Portait: Gerd Baltus - der Spezialist für Sonderlinge
Die Rollen der Individualisten und Verlierertypen liegen Schauspieler Gerd Baltus — er selbst mag eher die leisen Töne.
Hamburg. Gesprochen hat Gerd Baltus schon immer viel — allerdings nur ungern über sich selbst. Der Schauspieler, der seit vielen Jahren auch zahlreichen Figuren in Hörspielen seine Stimme leiht, bevorzugt privat die Zurückgezogenheit. Als einer der meistbeschäftigten TV-Schauspieler Deutschlands galt er einst, doch jenseits von Set und Studio ist er lieber ein stiller Star. Zu seinem 80. Geburtstag am Donnerstag soll das nicht anders sein. „Interviews dazu will er nicht geben“, heißt es bei seiner Agentur.
Die schwierigen Individualisten und Sonderlinge, gern etwas behäbig und verrückt wirkende Verlierertypen — galt es solche Rollen zu besetzen, war der dunkelhaarige Mime oft erste Wahl. Dabei hat sich der gebürtige Bremer, der 1953 nach Hamburg ans Schauspielhaus kam, selbst immer gegen Klischees gewehrt. „Ein Schauspieler darf nicht glatt sein, sondern muss bewusst Unzulänglichkeiten in die Darstellung einbauen, um glaubwürdig zu wirken“, sagte er einmal.
In namhaften Reihen wie „Der Kommissar“, „Tatort“ und „Derrick“ wirkte Baltus mit, ebenso wie in zahlreichen anderen Produktionen. Auf TV und Kino hatte er sich seit Mitte der 70er Jahre konzentriert. In den 80er Jahren war er unter anderem der alleinerziehende Vater in der Serie „Ein zauberhaftes Biest“ sowie Mitglied der Familie Gutman in „Levin und Gutman“, in „Lorentz & Söhne“ bewirtschaftete er ein Weingut.
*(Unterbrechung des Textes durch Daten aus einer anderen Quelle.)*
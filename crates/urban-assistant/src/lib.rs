pub mod client;
pub mod config;
pub mod error;
pub mod history;
pub mod markup;
pub mod traits;

pub use client::HttpAssistantClient;
pub use config::{AssistantConfig, DEFAULT_BASE_URL};
pub use error::{AssistantError, Result};
pub use history::{ChatHistory, DEFAULT_MAX_MESSAGES};
pub use markup::{Block, Inline};
pub use traits::AssistantClient;
use crate::geo::{resolve_neighborhood, LatLon, DEFAULT_NEIGHBORHOOD_CENTER};
use crate::wire::Recommendation;
use serde::{Deserialize, Serialize};

/// A marker on the map, either seeded manually or produced by the assistant.
#[derive(Debug, Clone, PartialEq, Serialize, Deserialize)]
#[serde(rename_all = "camelCase")]
pub struct PointOfInterest {
    pub id: String,
    pub center: LatLon,
    pub title: String,
    pub description: String,
    #[serde(rename = "isAIRecommendation", default)]
    pub is_ai_recommendation: bool,
    /// Rating in `0..=5`, AI-sourced points only.
    #[serde(default, skip_serializing_if = "Option::is_none")]
    pub score: Option<f64>,
    /// People per km², AI-sourced points only.
    #[serde(default, skip_serializing_if = "Option::is_none")]
    pub density: Option<f64>,
    #[serde(default)]
    pub reasons: Vec<String>,
}

impl PointOfInterest {
    /// Create a manually seeded point.
    pub fn new(
        id: impl Into<String>,
        center: LatLon,
        title: impl Into<String>,
        description: impl Into<String>,
    ) -> Self {
        Self {
            id: id.into(),
            center,
            title: title.into(),
            description: description.into(),
            is_ai_recommendation: false,
            score: None,
            density: None,
            reasons: Vec::new(),
        }
    }

    /// Build the map point for the `index`-th recommendation of a response.
    pub fn from_recommendation(rec: &Recommendation, index: usize) -> Self {
        let center = rec
            .neighborhood_id
            .as_ref()
            .map(resolve_neighborhood)
            .unwrap_or(DEFAULT_NEIGHBORHOOD_CENTER);

        let title = match &rec.neighborhood_id {
            Some(id) => format!("Neighborhood {}", id),
            None => format!("Neighborhood {}", index),
        };

        Self {
            id: rec.point_id(index),
            center,
            title,
            description: rec
                .development_advice
                .clone()
                .filter(|advice| !advice.is_empty())
                .unwrap_or_else(|| "AI Recommended Area".to_string()),
            is_ai_recommendation: true,
            score: rec.score,
            density: rec.density,
            reasons: rec.reasons.clone(),
        }
    }

    /// Density rounded for display, e.g. `"5124 people/km²"`.
    pub fn density_label(&self) -> Option<String> {
        self.density
            .filter(|d| *d != 0.0)
            .map(|d| format!("{:.0} people/km²", d))
    }
}

/// Screen-space coordinate in CSS pixels.
#[derive(Debug, Clone, Copy, Default, PartialEq, Serialize, Deserialize)]
pub struct ScreenPoint {
    pub x: f64,
    pub y: f64,
}

impl ScreenPoint {
    pub const fn new(x: f64, y: f64) -> Self {
        Self { x, y }
    }

    pub fn offset(self, dx: f64, dy: f64) -> Self {
        Self::new(self.x + dx, self.y + dy)
    }
}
In den 90ern gab Baltus den Bürgermeister Domberger in „Ein Bayer auf Rügen“ und war in „Der Alte“ sowie „Der Fahnder“ zu sehen. Nicht mehr vielbeschäftigt wie einst, aber immer wieder schlüpfte Baltus auch in den vergangenen Jahren für Fernsehproduktionen in verschiedene Rollen und spielte unter anderem in Episoden von Serien wie „In aller Freundschaft“ und „Großstadtrevier“ mit.
Dabei hatte sein Vater, ein Kaufmann, eine andere Laufbahn für den Sohn geplant: erst Abitur, dann Jura-Studium. Doch Baltus zog es zum Theater. Sein Schauspiel-Studium brach er zwar ab, aber 1953 gelang ihm auf Anhieb ein Engagement am Hamburger Schauspielhaus, dem er unter Gustaf Gründgens angehörte. Nächste Stationen waren Bonn und München.
Seine Aufmerksamkeit galt indessen nicht nur der Arbeit vor der Kamera, sondern auch hinterm Mikrofon. Mit seiner unverwechselbaren Stimme hauchte er vielen Hörspielfiguren Leben ein.
Die Liebe zu seinem Fach hat er offensichtlich auch seinem Sohn Philipp Baltus mitgegeben: Auch dieser ist Schauspieler und Sprecher — ganz wie der Vater. Beide standen für Baltus’ jüngsten Film gemeinsam vor der Kamera. In der Krimikomödie „Der Mann, der alles kann“, die vor wenigen Wochen im „Ersten“ zu sehen war, gaben sie Lahnstein und Lahnstein junior.